Transition énergétique et nucléaire. Pour Laurence Parisot, le Medef et la CGT sont « entièrement solidaires ».

Jeudi 25 avril, le conseil national du débat sur la transition énergétique dressera un état des lieux de ses travaux. A cette occasion, le Medef a fait connaître ce mercredi 24 avril ses réflexions et… revendications.

Le Medef appelle de ses vœux l’exploitation des gaz de schiste. « Nous avons un risque sur notre modèle social et nous risquons de passer à côté d’une manne extraordinaire sous nos pieds, ce serait une erreur dramatique », a-t-elle déclaré. Laurence Parisot en défense du modèle social, c’est à pleurer !

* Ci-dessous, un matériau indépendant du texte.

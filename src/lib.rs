//! # svcvisor
//!
//! **svcvisor** bridges an operating system's service manager with an application's
//! own shutdown logic.
//!
//! Two independent stop triggers exist in a supervised process: the service manager
//! may send `Stop`/`Shutdown`, and the application itself may decide to stop (Ctrl-C,
//! an internal fault). Both converge on exactly one shutdown sequence, status
//! transitions are reported in order, and no report can stall the controller.
//!
//! ## Architecture
//! ### Overview
//! ```text
//!   service manager                                   host application
//!   ┌──────────────┐                          ┌──────────────────────────────┐
//!   │   Platform   │                          │        ServiceHandle         │
//!   │ (dispatch)   │                          │ request_stop()               │
//!   └──┬────────▲──┘                          │ notify_shutdown_complete()   │
//!      │        │                             │ wait_for_termination()       │
//!      │ requests│ status                     └──┬───────────┬───────────▲───┘
//!      ▼        │                                │ stop       │ completion│ exit
//! ┌─────────────┴───────────────────────────────┼────────────┼───────────┼───┐
//! │  Session (lifecycle state machine)           │            │           │   │
//! │                                              ▼            │           │   │
//! │   requests ──► mux task ◄── stop signal ─────┘            │           │   │
//! │                   │ (Shutdown synthesized on stop)        │           │   │
//! │                   ▼                                       │           │   │
//! │   StartPending ─► Running ─► [loop] ─► StopPending ─► on_stop()       │   │
//! │                                          ─► wait completion ◄─┘       │   │
//! │                                          ─► Stopped                   │   │
//! │   every report ─► StatusReporter (500 ms, single attempt)             │   │
//! └──────────────────────────────────────────────────────────────────────┼───┘
//!                                         ServiceController::start returns ─┘
//! ```
//!
//! ### Lifecycle
//! ```text
//! ServiceController::start(on_stop)
//!   ├─► platform.is_interactive()  (Err → log, abstain)
//!   ├─► Interactive → Console (termination signals → Stop)
//!   ├─► Supervised  → platform.dispatch()
//!   │                   (NotAService → info, other Err → error)
//!   └─► exit marker fired
//! ```
//!
//! ## Features
//! | Area              | Description                                                     | Key types / traits                          |
//! |-------------------|-----------------------------------------------------------------|---------------------------------------------|
//! | **Controller**    | Start, stop from either side, bounded termination wait.          | [`ServiceController`], [`ServiceHandle`]    |
//! | **Stop callback** | Host hook invoked once when a stop trigger is accepted.          | [`StopHandler`], [`StopFn`]                 |
//! | **Platforms**     | Where requests come from and where status goes.                  | [`Platform`], [`Console`], [`ChannelPlatform`] |
//! | **Status**        | States, accepted commands, bounded reporting.                    | [`ServiceState`], [`Status`], [`StatusReporter`] |
//! | **Events**        | Lifecycle events for observability.                              | [`Event`], [`Subscribe`]                    |
//! | **Errors**        | Typed errors for the reporter and the platform boundary.         | [`ReportError`], [`PlatformError`]          |
//!
//! ## Optional features
//! - `logging`: exports a [`LogWriter`] subscriber that renders events with `tracing`.
//!
//! ## Example
//! ```rust,no_run
//! use svcvisor::{Config, Console, ServiceController, StopFn};
//! use tokio_util::sync::CancellationToken;
//!
//! #[tokio::main]
//! async fn main() {
//!     let controller = ServiceController::builder(Config::default())
//!         .with_platform(Console::default())
//!         .build();
//!     let handle = controller.handle();
//!     let app = CancellationToken::new();
//!
//!     let on_stop = StopFn::arc({
//!         let app = app.clone();
//!         move || {
//!             let app = app.clone();
//!             async move { app.cancel() }
//!         }
//!     });
//!     let service = tokio::spawn(controller.start(on_stop));
//!
//!     app.cancelled().await;
//!     // ... application teardown ...
//!     handle.notify_shutdown_complete();
//!
//!     let _ = service.await;
//!     handle.wait_for_termination().await;
//! }
//! ```

mod config;
mod control;
mod core;
mod error;
mod events;
mod platform;
mod status;
mod subscribers;

// ---- Public re-exports ----

pub use config::Config;
pub use control::{ControlRequest, Signal, SignalGuard};
pub use crate::core::{
    CompletionGate, ControllerBuilder, ServiceController, ServiceHandle, StopFn, StopHandler,
    StopRef, Termination,
};
pub use error::{PlatformError, ReportError};
pub use events::{Bus, Event, EventKind};
pub use platform::{ChannelPlatform, ChannelRemote, Console, Detached, Platform, RunMode, Service};
pub use status::{Accepts, ServiceState, Status, StatusReporter};
pub use subscribers::{Subscribe, SubscriberSet};

// Optional: expose a built-in logger subscriber.
// Enable with: `--features logging`
#[cfg(feature = "logging")]
pub use subscribers::LogWriter;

Mais ce n’est pas tout, Jean-Pierre Clamadieu, président du groupe de chimie Solvay et président de la commission développement durable du Medef (oui c’est possible !), a fustigé la politique menée outre-Rhin : « Une vision en vraie grandeur de ce qu’est une transition énergétique brutale (sic !) et massivement (re sic ! )tournée vers les énergies renouvelables. » L’horreur en somme.

Le Medef lui préfère le développement raisonné des énergies renouvelables.

Ainsi Laurence Parisot a qualifié « d’aberrant » le choix de François Hollande de fermer la centrale de Fessenheim et souhaite que le gouvernement renonce en indiquant que « sur ce point la solidarité est totale entre la CGT et la Medef « .

Le cynisme a de beaux jours devant lui.